Absence of CD36 alters systemic vitamin A homeostasis

Abstract

Fatty acid translocase (CD36) is a scavenger receptor with multiple ligands and diverse physiological actions. We recently reported that alcohol-induced hepatic retinoid mobilization is impaired in Cd36−/− mice, leading us to hypothesize that CD36 has a novel role in hepatic vitamin A mobilization. Given the central role of the liver in systemic vitamin A homeostasis we also postulated that absence of CD36 would affect whole-body vitamin A homeostasis.

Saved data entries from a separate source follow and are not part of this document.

//! Platform API Integration Tests
//!
//! Tests for platform domain models, authorization, and error handling.

use fb_platform::{AuthContext, Feature, Role, TsidGenerator, User};

// Unit tests for domain models
mod domain_tests {
    use super::*;

    #[test]
    fn test_user_creation() {
        let user = User::new("alice", "alice@example.com", "$argon2id$stub");
        assert_eq!(user.username, "alice");
        assert_eq!(user.email, "alice@example.com");
        assert_eq!(user.role, Role::User);
        assert!(!user.is_admin());
        assert!(TsidGenerator::is_valid(&user.id));
    }

    #[test]
    fn test_feature_creation() {
        let author = TsidGenerator::generate();
        let feature = Feature::new("Dark mode", "Add a dark theme", &author);

        assert_eq!(feature.status, "New");
        assert_eq!(feature.user, author);
        assert!(feature.votes.is_empty());
        assert!(feature.comments.is_empty());
        assert!(TsidGenerator::is_valid(&feature.id));
    }

    #[test]
    fn test_feature_with_image_url() {
        let feature = Feature::new("Dark mode", "desc", "author")
            .with_image_url("https://example.com/mock.png");
        assert_eq!(feature.image_url.as_deref(), Some("https://example.com/mock.png"));
    }

    #[test]
    fn test_vote_membership_is_a_set() {
        let mut feature = Feature::new("Dark mode", "desc", "author");
        let voter = TsidGenerator::generate();

        assert!(feature.toggle_vote(&voter));
        assert!(!feature.toggle_vote(&voter));
        assert!(feature.toggle_vote(&voter));

        // Never more than one entry per user
        let count = feature.votes.iter().filter(|v| v.user == voter).count();
        assert_eq!(count, 1);
    }

    #[test]
    fn test_comment_ids_locate_comments() {
        let mut feature = Feature::new("Dark mode", "desc", "author");
        let comment = feature.add_comment("u2", "nice");

        assert!(TsidGenerator::is_valid(&comment.id));
        assert_eq!(feature.comment(&comment.id).unwrap().text, "nice");
        assert!(feature.comment("0000000000000").is_none());
    }
}

// Authorization context tests
mod authorization_tests {
    use super::*;
    use fb_platform::checks;

    #[test]
    fn test_context_mirrors_the_user_document() {
        let user = User::new("alice", "alice@example.com", "$argon2id$stub");
        let ctx = AuthContext::from_user(&user);

        assert_eq!(ctx.user_id, user.id);
        assert_eq!(ctx.username, "alice");
        assert_eq!(ctx.role, Role::User);
    }

    #[test]
    fn test_admin_gate_is_role_exact() {
        let mut user = User::new("adminuser", "admin@example.com", "$argon2id$stub");

        // A username containing "admin" does not grant admin
        let ctx = AuthContext::from_user(&user);
        assert!(checks::require_admin(&ctx).is_err());

        user.role = Role::Admin;
        let ctx = AuthContext::from_user(&user);
        assert!(checks::require_admin(&ctx).is_ok());
    }
}

// Token round-trip tests
mod token_tests {
    use super::*;
    use fb_platform::auth::{AuthConfig, AuthService};

    #[test]
    fn test_token_round_trip_carries_identity() {
        let service = AuthService::new(AuthConfig {
            secret_key: "integration-secret".to_string(),
            ..AuthConfig::default()
        });

        let mut user = User::new("root", "root@example.com", "$argon2id$stub");
        user.role = Role::Admin;

        let token = service.generate_token(&user).unwrap();
        let claims = service.validate_token(&token).unwrap();

        assert_eq!(claims.sub, user.id);
        assert_eq!(claims.role, Role::Admin);
        // 30-day expiry
        assert_eq!(claims.exp - claims.iat, 86400 * 30);
    }
}

// Scenario walk-through: one feature, a vote toggle pair, a comment edit
mod scenario_tests {
    use super::*;

    #[test]
    fn test_board_scenario() {
        let u1 = User::new("firstuser", "u1@example.com", "$argon2id$stub");
        let u2 = User::new("seconduser", "u2@example.com", "$argon2id$stub");

        let mut feature = Feature::new("Dark mode", "Add a dark theme", &u1.id);
        assert_eq!(feature.status, "New");

        // U1 votes, then un-votes: the vote set is restored
        assert!(feature.toggle_vote(&u1.id));
        assert_eq!(feature.vote_count(), 1);
        assert!(!feature.toggle_vote(&u1.id));
        assert_eq!(feature.vote_count(), 0);

        // U2 comments, then the comment is edited in place
        let comment = feature.add_comment(&u2.id, "nice");
        assert_eq!(feature.comment_count(), 1);

        feature.comment_mut(&comment.id).unwrap().text = "great".to_string();
        assert_eq!(feature.comment(&comment.id).unwrap().text, "great");

        // Edit did not touch identity or ordering
        assert_eq!(feature.comments[0].id, comment.id);
        assert_eq!(feature.comments[0].user, u2.id);
    }
}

We tested this hypothesis in aging wild type and Cd36−/− mice, as well as mice fed a vitamin A-deficient diet. In agreement with our hypothesis, Cd36−/− mice accumulated hepatic retinyl ester stores with age to a greater extent than wild type mice. However, contrary to expectations, Cd36−/− mice consuming a vitamin A-deficient diet mobilized hepatic retinoid similar to wild type mice. Interestingly, we observed that Cd36−/− mice had significantly reduced white adipose tissue retinoid levels compared to wild type mice. In conclusion, we demonstrate that the absence of CD36 alters whole-body vitamin A homeostasis and suggest that this phenotype is secondary to the impaired chylomicron metabolism previously reported in these mice.